ASSIGNMENT:
Please copy the lines below exactly, from the first one through the line showing "i + 1, item.title);".

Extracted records
*-*-*

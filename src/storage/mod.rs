mod feed_cache;
mod schema;
mod types;

pub use feed_cache::{FeedCache, FEED_CACHE_KEY};
pub use schema::Database;
pub use types::DatabaseError;
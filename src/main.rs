use anyhow::{Context, Result};
use clap::Parser;
use std::io::Write;
use std::path::PathBuf;
use std::sync::Arc;
use tokio::sync::mpsc;

use announcer::config::Config;
use announcer::feed::{FeedItem, Feeder, FeederEvent};
use announcer::storage::{Database, DatabaseError, FeedCache};
use announcer::util::truncate_chars;

/// Get the config directory path (~/.config/announcer/)
fn get_config_dir() -> Result<PathBuf> {
    let home = std::env::var("HOME").context("HOME environment variable not set")?;
    let config_dir = PathBuf::from(home).join(".config").join("announcer");
    Ok(config_dir)
}

#[derive(Parser, Debug)]
#[command(name = "announcer", about = "Streaming Blogger feed reader with an offline cache")]
struct Args {
    /// Config file (defaults to ~/.config/announcer/config.toml)
    #[arg(long, value_name = "FILE")]
    config: Option<PathBuf>,

    /// Show the cached articles without refreshing
    #[arg(long)]
    offline: bool,

    /// Discard the offline cache before starting
    #[arg(long)]
    reset_cache: bool,
}

fn print_items(items: &[FeedItem]) {
    if items.is_empty() {
        println!("No articles.");
        return;
    }
    for (i, item) in items.iter().enumerate() {
        let date = item
            .published
            .map(|d| d.format("%Y-%m-%d %H:%M").to_string())
            .unwrap_or_else(|| "undated".to_string());
        println!("{:>2}. {}", i + 1, item.title);
        println!("    {} | {} | {}", date, item.author, item.link);
        if !item.stripped_html_content.is_empty() {
            println!("    {}", truncate_chars(&item.stripped_html_content, 120));
        }
    }
}

#[tokio::main]
async fn main() -> Result<()> {
    // Initialize tracing for debug logging
    tracing_subscriber::fmt()
        .with_env_filter(tracing_subscriber::EnvFilter::from_default_env())
        .with_writer(std::io::stderr)
        .init();

    let args = Args::parse();

    // Set up config directory
    let config_dir = get_config_dir()?;
    if !config_dir.exists() {
        std::fs::create_dir_all(&config_dir).context("Failed to create config directory")?;
    }

    // Set directory permissions on Unix (user-only access)
    #[cfg(unix)]
    {
        use std::os::unix::fs::PermissionsExt;
        if let Err(e) =
            std::fs::set_permissions(&config_dir, std::fs::Permissions::from_mode(0o700))
        {
            tracing::warn!(
                path = %config_dir.display(),
                error = %e,
                "Failed to set config directory permissions to 0700"
            );
        }
    }

    let config_path = args
        .config
        .clone()
        .unwrap_or_else(|| config_dir.join("config.toml"));
    let config = Config::load(&config_path)
        .with_context(|| format!("Failed to load config from {}", config_path.display()))?;

    // Open database
    let db_path = config_dir.join("cache.db");
    let db_path_str = db_path
        .to_str()
        .ok_or_else(|| anyhow::anyhow!("Invalid UTF-8 in database path"))?;
    let db = match Database::open(db_path_str).await {
        Ok(db) => db,
        Err(DatabaseError::InstanceLocked) => {
            eprintln!("Error: Another instance of announcer appears to be running.");
            eprintln!("Please close it and try again.");
            std::process::exit(1);
        }
        Err(e) => {
            return Err(anyhow::anyhow!("Failed to open database: {}", e));
        }
    };
    let cache = FeedCache::new(db);

    // Handle --reset-cache flag
    if args.reset_cache {
        cache.clear().await.context("Failed to clear feed cache")?;
        println!("Cache reset.");
    }

    let client = reqwest::Client::builder()
        .user_agent(concat!("announcer/", env!("CARGO_PKG_VERSION")))
        .build()
        .context("Failed to build HTTP client")?;

    let (event_tx, mut event_rx) = mpsc::channel::<FeederEvent>(32);
    let feeder = Arc::new(
        Feeder::new(client, cache, config.feeder_settings()).with_events(event_tx),
    );

    // Instant start from the offline copy
    if feeder.load_cached().await.context("Failed to load feed cache")? {
        print_items(&feeder.collection().snapshot());
    } else {
        println!("No cached articles yet.");
    }

    if args.offline {
        return Ok(());
    }

    let handle = feeder.spawn_refresh();
    let mut stderr = std::io::stderr();
    while let Some(event) = event_rx.recv().await {
        match event {
            FeederEvent::Progress(fraction) => {
                let _ = write!(stderr, "\rDownloading... {:>3.0}%", fraction * 100.0);
                let _ = stderr.flush();
            }
            FeederEvent::Finished(result) => {
                let _ = writeln!(stderr);
                match result {
                    Ok(items) => {
                        println!();
                        print_items(&items);
                    }
                    Err(e) => {
                        eprintln!("Refresh failed: {}", e);
                    }
                }
                break;
            }
            FeederEvent::LoadedFromCache => {}
        }
    }

    handle.await.context("Refresh task panicked")?;
    Ok(())
}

*-*-*

ANSWER SPACE:
filename src/storage/mod.rs
mod feed_cache;
mod schema;
mod types;

pub use feed_cache::{FeedCache, FEED_CACHE_KEY};
pub use schema::Database;
pub use types::DatabaseError;
filename src/main.rs
use anyhow::{Context, Result};
use clap::Parser;
use std::io::Write;
use std::path::PathBuf;
use std::sync::Arc;
use tokio::sync::mpsc;

use announcer::config::Config;
use announcer::feed::{FeedItem, Feeder, FeederEvent};
use announcer::storage::{Database, DatabaseError, FeedCache};
use announcer::util::truncate_chars;

/// Get the config directory path (~/.config/announcer/)
fn get_config_dir() -> Result<PathBuf> {
    let home = std::env::var("HOME").context("HOME environment variable not set")?;
    let config_dir = PathBuf::from(home).join(".config").join("announcer");
    Ok(config_dir)
}

#[derive(Parser, Debug)]
#[command(name = "announcer", about = "Streaming Blogger feed reader with an offline cache")]
struct Args {
    /// Config file (defaults to ~/.config/announcer/config.toml)
    #[arg(long, value_name = "FILE")]
    config: Option<PathBuf>,

    /// Show the cached articles without refreshing
    #[arg(long)]
    offline: bool,

    /// Discard the offline cache before starting
    #[arg(long)]
    reset_cache: bool,
}

fn print_items(items: &[FeedItem]) {
    if items.is_empty() {
        println!("No articles.");
        return;
    }
    for (i, item) in items.iter().enumerate() {
        let date = item
            .published
            .map(|d| d.format("%Y-%m-%d %H:%M").to_string())
            .unwrap_or_else(|| "undated".to_string());
        println!("{:>2}. {}", i + 1, item.title);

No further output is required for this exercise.